Wide Awake Developers

Cameron Purdy: 10 Ways to Botch Enterprise Java Scalability and Reliability

| Comments

Here at QCon, well-known Java developer Cameron Purdy gave a fun talk called "10 Ways to Botch Enterprise Java Scalability and Reliability".  (He also gave this talk at JavaOne.)

While I could quibble with Cameron’s counting—there were actually more like 16 points thanks to some numerical overloading—I liked his content.  He echoes many of the antipatterns from Release It.   In particular, he talks about the problem I call "Unbounded Result Sets".  That is, whether using an ORM tool or straight database queries, you can always get back more than you expect. 

Sometimes, you get back way, way more than you expect.
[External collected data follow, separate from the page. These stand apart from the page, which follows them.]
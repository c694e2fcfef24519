//! Configuration file parser for ~/.config/homedeck/config.toml.
//!
//! The config file is optional — a missing file yields
//! `Config::default()`. Unknown keys are accepted but logged as
//! potential typos.
use serde::Deserialize;
use std::path::Path;
use thiserror::Error;

// ============================================================================
// Error Types
// ============================================================================

#[derive(Debug, Error)]
pub enum ConfigError {
    #[error("Failed to read config file: {0}")]
    Io(#[from] std::io::Error),

    #[error("Invalid TOML in config file: {0}")]
    Parse(#[from] toml::de::Error),

    /// Config file exceeds the maximum allowed size.
    #[error("Config file too large: {0}")]
    TooLarge(String),
}

// ============================================================================
// Configuration
// ============================================================================

/// Top-level application configuration.
///
/// All fields use `#[serde(default)]` so any subset of keys can be
/// specified; missing keys fall back to defaults.
///
/// The custom Debug impl masks `api_key` so the store credential never
/// reaches logs or error output.
#[derive(Clone, Deserialize)]
#[serde(default)]
pub struct Config {
    /// Theme variant name ("dark" or "light").
    pub theme: String,

    /// Base URL of the hosted document store API.
    pub store_base_url: String,

    /// Store API key. The HOMEDECK_API_KEY environment variable takes
    /// precedence over this field.
    pub api_key: Option<String>,

    /// User id for the per-user collections (notes, quick bookmarks).
    pub user_id: String,
}

impl Default for Config {
    fn default() -> Self {
        Self {
            theme: "dark".to_string(),
            store_base_url: "https://homedeck-store.example.com/v1".to_string(),
            api_key: None,
            user_id: "local".to_string(),
        }
    }
}

/// Mask the API key in Debug output.
impl std::fmt::Debug for Config {
    fn fmt(&self, f: &mut std::fmt::Formatter<'_>) -> std::fmt::Result {
        f.debug_struct("Config")
            .field("theme", &self.theme)
            .field("store_base_url", &self.store_base_url)
            .field("api_key", &self.api_key.as_ref().map(|_| "[REDACTED]"))
            .field("user_id", &self.user_id)
            .finish()
    }
}

impl Config {
    /// Maximum config file size (1 MB).
    const MAX_FILE_SIZE: u64 = 1_048_576;

    const KNOWN_KEYS: [&'static str; 4] = ["theme", "store_base_url", "api_key", "user_id"];

    /// Load configuration from a TOML file.
    ///
    /// - Missing file → `Ok(Config::default())`
    /// - Empty file → `Ok(Config::default())`
    /// - Invalid TOML → `Err(ConfigError::Parse)`
    /// - Unknown keys → accepted, logged as warnings
    pub fn load(path: &Path) -> Result<Self, ConfigError> {
        // Check size before reading so a corrupted or hostile file
        // cannot exhaust memory.
        match std::fs::metadata(path) {
            Ok(meta) if meta.len() > Self::MAX_FILE_SIZE => {
                return Err(ConfigError::TooLarge(format!(
                    "Config file is {} bytes (max {} bytes)",
                    meta.len(),
                    Self::MAX_FILE_SIZE
                )));
            }
            Err(e) if e.kind() == std::io::ErrorKind::NotFound => {
                tracing::debug!(path = %path.display(), "No config file found, using defaults");
                return Ok(Self::default());
            }
            Err(e) => return Err(ConfigError::Io(e)),
            Ok(_) => {}
        }

        let content = match std::fs::read_to_string(path) {
            Ok(c) => c,
            Err(e) if e.kind() == std::io::ErrorKind::NotFound => {
                // File deleted between metadata and read
                tracing::debug!(path = %path.display(), "Config file disappeared, using defaults");
                return Ok(Self::default());
            }
            Err(e) => return Err(ConfigError::Io(e)),
        };

        if content.trim().is_empty() {
            tracing::debug!(path = %path.display(), "Config file is empty, using defaults");
            return Ok(Self::default());
        }

        if let Ok(raw) = content.parse::<toml::Table>() {
            for key in raw.keys() {
                if !Self::KNOWN_KEYS.contains(&key.as_str()) {
                    tracing::warn!(key = %key, "Unknown key in config file, ignoring");
                }
            }
        }

        let config: Config = toml::from_str(&content)?;
        tracing::info!(path = %path.display(), theme = %config.theme, "Loaded configuration");
        Ok(config)
    }

    /// Resolve the API key: environment variable first, then the file.
    pub fn resolved_api_key(&self) -> Option<String> {
        std::env::var("HOMEDECK_API_KEY")
            .ok()
            .or_else(|| self.api_key.clone())
    }
}

// ============================================================================
// Tests
// ============================================================================

#[cfg(test)]
mod tests {
    use super::*;

    #[test]
    fn test_default_config() {
        let config = Config::default();
        assert_eq!(config.theme, "dark");
        assert_eq!(config.user_id, "local");
        assert!(config.api_key.is_none());
        assert!(config.store_base_url.starts_with("https://"));
    }

    #[test]
    fn test_missing_file_returns_default() {
        let path = Path::new("/tmp/homedeck_test_nonexistent_config.toml");
        let config = Config::load(path).unwrap();
        assert_eq!(config.theme, "dark");
    }

    #[test]
    fn test_empty_file_returns_default() {
        let dir = std::env::temp_dir().join("homedeck_config_test_empty");
        std::fs::create_dir_all(&dir).unwrap();
        let path = dir.join("config.toml");
        std::fs::write(&path, "   \n").unwrap();

        let config = Config::load(&path).unwrap();
        assert_eq!(config.theme, "dark");

        std::fs::remove_dir_all(&dir).ok();
    }

    #[test]
    fn test_partial_config_uses_defaults_for_missing() {
        let dir = std::env::temp_dir().join("homedeck_config_test_partial");
        std::fs::create_dir_all(&dir).unwrap();
        let path = dir.join("config.toml");
        std::fs::write(&path, "theme = \"light\"\n").unwrap();

        let config = Config::load(&path).unwrap();
        assert_eq!(config.theme, "light");
        assert_eq!(config.user_id, "local"); // default

        std::fs::remove_dir_all(&dir).ok();
    }

    #[test]
    fn test_full_config() {
        let dir = std::env::temp_dir().join("homedeck_config_test_full");
        std::fs::create_dir_all(&dir).unwrap();
        let path = dir.join("config.toml");

        let content = r#"
theme = "light"
store_base_url = "https://store.internal.example.com/v2"
api_key = "test-key-123"
user_id = "ada"
"#;
        std::fs::write(&path, content).unwrap();

        let config = Config::load(&path).unwrap();
        assert_eq!(config.theme, "light");
        assert_eq!(config.store_base_url, "https://store.internal.example.com/v2");
        assert_eq!(config.api_key.as_deref(), Some("test-key-123"));
        assert_eq!(config.user_id, "ada");

        std::fs::remove_dir_all(&dir).ok();
    }

    #[test]
    fn test_invalid_toml_returns_error() {
        let dir = std::env::temp_dir().join("homedeck_config_test_invalid");
        std::fs::create_dir_all(&dir).unwrap();
        let path = dir.join("config.toml");
        std::fs::write(&path, "this is not [valid toml").unwrap();

        let result = Config::load(&path);
        assert!(matches!(result, Err(ConfigError::Parse(_))));

        std::fs::remove_dir_all(&dir).ok();
    }

    #[test]
    fn test_unknown_keys_accepted() {
        let dir = std::env::temp_dir().join("homedeck_config_test_unknown");
        std::fs::create_dir_all(&dir).unwrap();
        let path = dir.join("config.toml");
        std::fs::write(&path, "theme = \"dark\"\ntotally_fake_key = 42\n").unwrap();

        let config = Config::load(&path).unwrap();
        assert_eq!(config.theme, "dark");

        std::fs::remove_dir_all(&dir).ok();
    }

    #[test]
    fn test_too_large_file_rejected() {
        let dir = std::env::temp_dir().join("homedeck_config_test_too_large");
        std::fs::create_dir_all(&dir).unwrap();
        let path = dir.join("config.toml");
        std::fs::write(&path, "a".repeat(1_048_577)).unwrap();

        let result = Config::load(&path);
        assert!(matches!(result, Err(ConfigError::TooLarge(_))));

        std::fs::remove_dir_all(&dir).ok();
    }

    #[test]
    fn test_debug_masks_api_key() {
        let config = Config {
            api_key: Some("super-secret-key-12345".to_string()),
            ..Config::default()
        };

        let debug_output = format!("{:?}", config);
        assert!(!debug_output.contains("super-secret-key-12345"));
        assert!(debug_output.contains("[REDACTED]"));
    }
}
I once saw a small messaging table, that normally held ten or twenty rows, grow to over ten million rows.  The application servers never contemplated there could be so many messages.  Each one would attempt to fetch the entire contents of the table and turn them into objects.  So, each app server would run out of memory and crash.  That rolled back the transaction, allowing the next app server to impale itself on the same table.
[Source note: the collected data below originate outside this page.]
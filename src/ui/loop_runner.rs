//! Main event loop for the TUI.
//!
//! Multiplexes terminal input, background store-task events, and a
//! periodic tick, and owns the spawn helpers that move store IO off the
//! event loop.

use anyhow::Result;
use crossterm::{
    event::{DisableMouseCapture, EnableMouseCapture, Event},
    execute,
    terminal::{disable_raw_mode, enable_raw_mode, EnterAlternateScreen, LeaveAlternateScreen},
};
use futures::StreamExt;
use ratatui::layout::Rect;
use ratatui::{backend::CrosstermBackend, Terminal};
use std::io::{self, Stdout};
use std::time::Duration;
use tokio::sync::mpsc;

#[cfg(unix)]
use tokio::signal::unix::{signal, SignalKind};

use crate::app::{AppEvent, Dashboard, FetchTicket, OrderWrite};
use crate::links::{decode_categories, fetch_links};
use crate::store::{DocumentStore, CATEGORIES_COLLECTION, ORDER_DOC_PATH};
use crate::widgets::notepad::notes_collection;
use crate::widgets::{Note, Shelf};

use super::input::{handle_key, handle_mouse, InputMode, UiState};
use super::render::render;

/// Result of handling an input event.
pub enum Action {
    /// Continue the event loop.
    Continue,
    /// Exit and restore the terminal.
    Quit,
}

/// Runs the TUI event loop.
///
/// Uses `tokio::select!` to multiplex:
/// - **Terminal input**: keys and mouse from crossterm's event stream
/// - **Background tasks**: store results via the `AppEvent` channel
/// - **Periodic tick**: 250ms timer for status message expiry
///
/// Installs a panic hook that restores the terminal before unwinding,
/// so a panic never leaves the terminal in raw mode.
pub async fn run<S: DocumentStore>(
    app: &mut Dashboard,
    store: S,
    user_id: String,
    event_tx: mpsc::Sender<AppEvent>,
    mut event_rx: mpsc::Receiver<AppEvent>,
) -> Result<()> {
    let original_hook = std::panic::take_hook();
    std::panic::set_hook(Box::new(move |panic_info| {
        let _ = disable_raw_mode();
        let _ = execute!(io::stdout(), LeaveAlternateScreen, DisableMouseCapture);
        original_hook(panic_info);
    }));

    let mut terminal = setup_terminal()?;
    let mut event_stream = crossterm::event::EventStream::new();
    let mut ui = UiState {
        input_mode: InputMode::Normal,
        drag_origin: None,
        category_area: Rect::default(),
        panel_area: None,
        bookmark_name: String::new(),
        bookmark_url: String::new(),
    };

    let mut tick_interval = tokio::time::interval(Duration::from_millis(250));

    #[cfg(unix)]
    let mut sigterm = signal(SignalKind::terminate())?;
    #[cfg(unix)]
    let mut sigint = signal(SignalKind::interrupt())?;

    loop {
        if app.needs_redraw {
            terminal.draw(|f| render(f, app, &mut ui))?;
            app.needs_redraw = false;
        }

        if app.clear_expired_status() {
            app.needs_redraw = true;
        }

        // Drain pending store events before blocking on input so fetch
        // results are never starved by rapid keypresses.
        while let Ok(event) = event_rx.try_recv() {
            app.needs_redraw = true;
            app.apply_event(event);
        }

        #[cfg(unix)]
        let sigterm_fut = sigterm.recv();
        #[cfg(not(unix))]
        let sigterm_fut = std::future::pending::<Option<()>>();

        #[cfg(unix)]
        let sigint_fut = sigint.recv();
        #[cfg(not(unix))]
        let sigint_fut = std::future::pending::<Option<()>>();

        tokio::select! {
            biased;

            _ = sigterm_fut => {
                tracing::info!("Received SIGTERM, shutting down gracefully");
                break;
            }

            _ = sigint_fut => {
                tracing::info!("Received SIGINT, shutting down gracefully");
                break;
            }

            maybe_event = event_stream.next() => {
                match maybe_event {
                    Some(Ok(Event::Key(key))) => {
                        app.needs_redraw = true;
                        match handle_key(app, &mut ui, key, &store, &user_id, &event_tx) {
                            Ok(Action::Quit) => break,
                            Ok(Action::Continue) => {}
                            Err(e) => app.set_status(format!("Error: {}", e)),
                        }
                    }
                    Some(Ok(Event::Mouse(mouse))) => {
                        app.needs_redraw = true;
                        handle_mouse(app, &mut ui, mouse, &store, &event_tx);
                    }
                    _ => {}
                }
            }

            Some(event) = event_rx.recv() => {
                app.needs_redraw = true;
                app.apply_event(event);
            }

            _ = tick_interval.tick() => {}
        }
    }

    restore_terminal(terminal)?;
    Ok(())
}

fn setup_terminal() -> Result<Terminal<CrosstermBackend<Stdout>>> {
    enable_raw_mode()?;
    let mut stdout = io::stdout();
    execute!(stdout, EnterAlternateScreen, EnableMouseCapture)?;
    Ok(Terminal::new(CrosstermBackend::new(stdout))?)
}

fn restore_terminal(mut terminal: Terminal<CrosstermBackend<Stdout>>) -> Result<()> {
    disable_raw_mode()?;
    execute!(
        terminal.backend_mut(),
        LeaveAlternateScreen,
        DisableMouseCapture
    )?;
    terminal.show_cursor()?;
    Ok(())
}

// ============================================================================
// Background task spawning
// ============================================================================

/// Run a link fetch for a ticket the dashboard issued. The result comes
/// back tagged with the ticket's category and generation so stale
/// arrivals are discarded on application.
pub(super) fn spawn_links_fetch<S: DocumentStore>(
    store: &S,
    ticket: FetchTicket,
    event_tx: &mpsc::Sender<AppEvent>,
) {
    let store = store.clone();
    let tx = event_tx.clone();
    tokio::spawn(async move {
        let result = fetch_links(&store, &ticket.category)
            .await
            .map_err(|e| e.to_string());
        let event = AppEvent::LinksLoaded {
            category: ticket.category,
            generation: ticket.generation,
            result,
        };
        if tx.send(event).await.is_err() {
            tracing::warn!("Failed to send link fetch result (receiver dropped)");
        }
    });
}

/// Persist an optimistic reorder. On failure the event carries the
/// pre-drag snapshot so the dashboard can roll back.
pub(super) fn spawn_order_write<S: DocumentStore>(
    store: &S,
    write: OrderWrite,
    event_tx: &mpsc::Sender<AppEvent>,
) {
    let store = store.clone();
    let tx = event_tx.clone();
    let payload = write.payload();
    tokio::spawn(async move {
        let event = match store.set_document(ORDER_DOC_PATH, payload, false).await {
            Ok(()) => AppEvent::OrderSaved,
            Err(e) => AppEvent::OrderSaveFailed {
                previous: write.previous,
                error: e.to_string(),
            },
        };
        if tx.send(event).await.is_err() {
            tracing::warn!("Failed to send order write result (receiver dropped)");
        }
    });
}

/// Reload the category list.
pub(super) fn spawn_categories_reload<S: DocumentStore>(
    store: &S,
    event_tx: &mpsc::Sender<AppEvent>,
) {
    let store = store.clone();
    let tx = event_tx.clone();
    tokio::spawn(async move {
        let result = store
            .get_all(CATEGORIES_COLLECTION)
            .await
            .map(|docs| decode_categories(&docs))
            .map_err(|e| e.to_string());
        if tx.send(AppEvent::CategoriesLoaded(result)).await.is_err() {
            tracing::warn!("Failed to send categories (receiver dropped)");
        }
    });
}

/// Save a note: update in place when `editing_id` is set, otherwise add.
pub(super) fn spawn_note_save<S: DocumentStore>(
    store: &S,
    user_id: &str,
    text: String,
    editing_id: Option<String>,
    event_tx: &mpsc::Sender<AppEvent>,
) {
    let store = store.clone();
    let tx = event_tx.clone();
    let collection = notes_collection(user_id);
    tokio::spawn(async move {
        let payload = Note::payload(&text);
        let result = match editing_id {
            Some(id) => store
                .update_document(&collection, &id, payload)
                .await
                .map(|()| Note {
                    id,
                    text: text.into(),
                }),
            None => store.add_document(&collection, payload).await.map(|id| Note {
                id,
                text: text.into(),
            }),
        };
        let event = AppEvent::NoteSaved(result.map_err(|e| e.to_string()));
        if tx.send(event).await.is_err() {
            tracing::warn!("Failed to send note save result (receiver dropped)");
        }
    });
}

pub(super) fn spawn_note_delete<S: DocumentStore>(
    store: &S,
    user_id: &str,
    id: String,
    event_tx: &mpsc::Sender<AppEvent>,
) {
    let store = store.clone();
    let tx = event_tx.clone();
    let collection = notes_collection(user_id);
    tokio::spawn(async move {
        let result = store
            .delete_document(&collection, &id)
            .await
            .map_err(|e| e.to_string());
        if tx.send(AppEvent::NoteDeleted { id, result }).await.is_err() {
            tracing::warn!("Failed to send note delete result (receiver dropped)");
        }
    });
}

/// Add a user bookmark to the given shelf.
pub(super) fn spawn_bookmark_add<S: DocumentStore>(
    store: &S,
    user_id: &str,
    shelf: Shelf,
    name: String,
    url: String,
    payload: serde_json::Value,
    event_tx: &mpsc::Sender<AppEvent>,
) {
    let store = store.clone();
    let tx = event_tx.clone();
    let collection = crate::widgets::bookmarks::bookmarks_collection(user_id);
    tokio::spawn(async move {
        let result = store
            .add_document(&collection, payload)
            .await
            .map(|id| crate::widgets::Bookmark {
                id: Some(id),
                name: name.into(),
                url: url.into(),
            })
            .map_err(|e| e.to_string());
        if tx
            .send(AppEvent::BookmarkAdded { shelf, result })
            .await
            .is_err()
        {
            tracing::warn!("Failed to send bookmark add result (receiver dropped)");
        }
    });
}

pub(super) fn spawn_bookmark_remove<S: DocumentStore>(
    store: &S,
    user_id: &str,
    shelf: Shelf,
    id: String,
    event_tx: &mpsc::Sender<AppEvent>,
) {
    let store = store.clone();
    let tx = event_tx.clone();
    let collection = crate::widgets::bookmarks::bookmarks_collection(user_id);
    tokio::spawn(async move {
        let result = store
            .delete_document(&collection, &id)
            .await
            .map_err(|e| e.to_string());
        if tx
            .send(AppEvent::BookmarkRemoved { shelf, id, result })
            .await
            .is_err()
        {
            tracing::warn!("Failed to send bookmark remove result (receiver dropped)");
        }
    });
}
Unbounded Result Sets don’t just happen from "SELECT * FROM FOO;", though.  Think about an ORM handling the parent-child relationship for you.  Simply calling something like customer.getOrders() will return every order for that customer.  By writing that call, you implicitly assume that the set of orders for a customer will always be small.  Maybe.  Maybe not.  How about blogUser.getPosts()?  Or tickerSymbol.getTrades()?

Unbounded Result Sets also happen with web services and SOAs.  A seemingly innocuous request for information could create an overwhelming deluge—an avalanche of XML that will bury your system.  At the least, reading the results can take a long time.  In the worst case, you will run out of memory and crash.
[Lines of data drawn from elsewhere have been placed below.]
use anyhow::{Context, Result};
use clap::{Parser, Subcommand};
use secrecy::SecretString;
use std::path::PathBuf;
use tokio::sync::mpsc;

use homedeck::admin;
use homedeck::app::{AppEvent, Dashboard};
use homedeck::config::Config;
use homedeck::links::decode_categories;
use homedeck::store::{DocumentStore, MemoryStore, RemoteStore, CATEGORIES_COLLECTION};
use homedeck::theme::ThemeVariant;
use homedeck::ui;
use homedeck::widgets::bookmarks::bookmarks_collection;
use homedeck::widgets::notepad::notes_collection;

/// Get the config directory path (~/.config/homedeck/)
fn get_config_dir() -> Result<PathBuf> {
    let home = std::env::var("HOME").context("HOME environment variable not set")?;
    Ok(PathBuf::from(home).join(".config").join("homedeck"))
}

#[derive(Parser, Debug)]
#[command(name = "homedeck", about = "Terminal start page backed by a hosted document store")]
struct Args {
    /// Run against an in-memory store with demo data (no network)
    #[arg(long)]
    offline: bool,

    /// Override the store base URL from the config file
    #[arg(long, value_name = "URL")]
    base_url: Option<String>,

    #[command(subcommand)]
    command: Option<Command>,
}

/// Management subcommands (the admin panel of the original start page).
#[derive(Subcommand, Debug)]
enum Command {
    /// Add a bookmark to a category
    AddLink {
        #[arg(long)]
        name: String,
        #[arg(long)]
        url: String,
        #[arg(long)]
        category: String,
    },
    /// Update an existing bookmark (all fields required)
    EditLink {
        id: String,
        #[arg(long)]
        name: String,
        #[arg(long)]
        url: String,
        #[arg(long)]
        category: String,
    },
    /// Delete a bookmark
    RemoveLink { id: String },
    /// List all bookmarks
    Links,
    /// Add a category
    AddCategory { name: String },
    /// Delete a category
    RemoveCategory { id: String },
    /// List all categories
    Categories,
    /// List registered users
    Users,
}

#[tokio::main]
async fn main() -> Result<()> {
    // Initialize tracing for debug logging
    tracing_subscriber::fmt()
        .with_env_filter(tracing_subscriber::EnvFilter::from_default_env())
        .init();

    let args = Args::parse();

    // Set up config directory
    let config_dir = get_config_dir()?;
    if !config_dir.exists() {
        std::fs::create_dir_all(&config_dir).context("Failed to create config directory")?;
        println!("Created config directory: {}", config_dir.display());
    }

    // User-only access on Unix: the config file may hold the API key
    #[cfg(unix)]
    {
        use std::os::unix::fs::PermissionsExt;
        match std::fs::metadata(&config_dir) {
            Ok(metadata) => {
                let mut perms = metadata.permissions();
                perms.set_mode(0o700);
                if let Err(e) = std::fs::set_permissions(&config_dir, perms) {
                    tracing::warn!(
                        path = %config_dir.display(),
                        error = %e,
                        "Failed to set config directory permissions to 0700"
                    );
                }
            }
            Err(e) => {
                tracing::warn!(
                    path = %config_dir.display(),
                    error = %e,
                    "Failed to read config directory metadata"
                );
            }
        }
    }

    let mut config = Config::load(&config_dir.join("config.toml"))
        .context("Failed to load configuration")?;
    if let Some(base_url) = &args.base_url {
        config.store_base_url = base_url.clone();
    }

    if args.offline {
        tracing::info!("Running offline against an in-memory store");
        run_with(MemoryStore::seeded(), args, config).await
    } else {
        let api_key = config.resolved_api_key().map(SecretString::from);
        let store = RemoteStore::new(&config.store_base_url, api_key)
            .context("Failed to create store client")?;
        run_with(store, args, config).await
    }
}

async fn run_with<S: DocumentStore>(store: S, args: Args, config: Config) -> Result<()> {
    match args.command {
        Some(command) => run_admin(&store, command).await,
        None => run_dashboard(store, config).await,
    }
}

/// Execute a management subcommand and print the outcome.
async fn run_admin<S: DocumentStore>(store: &S, command: Command) -> Result<()> {
    match command {
        Command::AddLink {
            name,
            url,
            category,
        } => {
            let id = admin::add_link(store, &name, &url, &category).await?;
            println!("Added link {} ({})", name, id);
        }
        Command::EditLink {
            id,
            name,
            url,
            category,
        } => {
            admin::update_link(store, &id, &name, &url, &category).await?;
            println!("Updated link {}", id);
        }
        Command::RemoveLink { id } => {
            admin::remove_link(store, &id).await?;
            println!("Removed link {}", id);
        }
        Command::Links => {
            let links = admin::list_links(store).await?;
            if links.is_empty() {
                println!("No links.");
            }
            for link in links {
                println!("{}  [{}] {}  {}", link.id, link.category, link.name, link.url);
            }
        }
        Command::AddCategory { name } => {
            let id = admin::add_category(store, &name).await?;
            println!("Added category {} ({})", name.trim(), id);
        }
        Command::RemoveCategory { id } => {
            admin::remove_category(store, &id).await?;
            println!("Removed category {}", id);
        }
        Command::Categories => {
            let docs = admin::list_categories(store).await?;
            if docs.is_empty() {
                println!("No categories.");
            }
            for doc in docs {
                println!("{}  {}", doc.id, doc.field_str("name").unwrap_or("(blank)"));
            }
        }
        Command::Users => {
            let users = admin::list_users(store).await?;
            if users.is_empty() {
                println!("No users.");
            }
            for user in users {
                println!("{}  {}  {}  ({})", user.id, user.display_name, user.email, user.role);
            }
        }
    }
    Ok(())
}

/// Load initial data and run the TUI.
async fn run_dashboard<S: DocumentStore>(store: S, config: Config) -> Result<()> {
    let category_docs = store
        .get_all(CATEGORIES_COLLECTION)
        .await
        .context("Failed to load categories")?;
    let categories = decode_categories(&category_docs);
    if categories.is_empty() {
        println!("No categories yet. Add one with: homedeck add-category <name>");
    }

    let theme = ThemeVariant::from_str_name(&config.theme).unwrap_or(ThemeVariant::Dark);
    let today = chrono::Local::now().date_naive();
    let mut app = Dashboard::new(categories, theme, today);

    // Per-user widget data; failures here degrade to empty widgets
    // rather than blocking the dashboard.
    match store.get_all(&notes_collection(&config.user_id)).await {
        Ok(docs) => app.notepad.set_notes(&docs),
        Err(e) => {
            tracing::warn!(error = %e, "Failed to load notes");
            app.notepad.error = Some(e.to_string());
        }
    }
    match store.get_all(&bookmarks_collection(&config.user_id)).await {
        Ok(docs) => app.bookmarks.set_user_bookmarks(&docs),
        Err(e) => tracing::warn!(error = %e, "Failed to load quick bookmarks"),
    }

    // Event channel for background store tasks
    let (event_tx, event_rx) = mpsc::channel::<AppEvent>(32);

    ui::run(&mut app, store, config.user_id.clone(), event_tx, event_rx).await?;

    println!("Goodbye!");
    Ok(())
}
The fundamental flaw with an Unbounded Result Set is that you are trusting someone else not to harm you, either a data producer or a remote web service. 

Take charge of your own safety! 

Be defensive!

Don’t get hurt again in another dysfunctional relationship!

Three Programming Language Problems Solved Forever

| Comments

It’s often been the case that a difficult problem can be made easier by transforming it into a different representation.  Nowhere is that more true than in mathematics and the pseudo-mathematical realm of programming languages.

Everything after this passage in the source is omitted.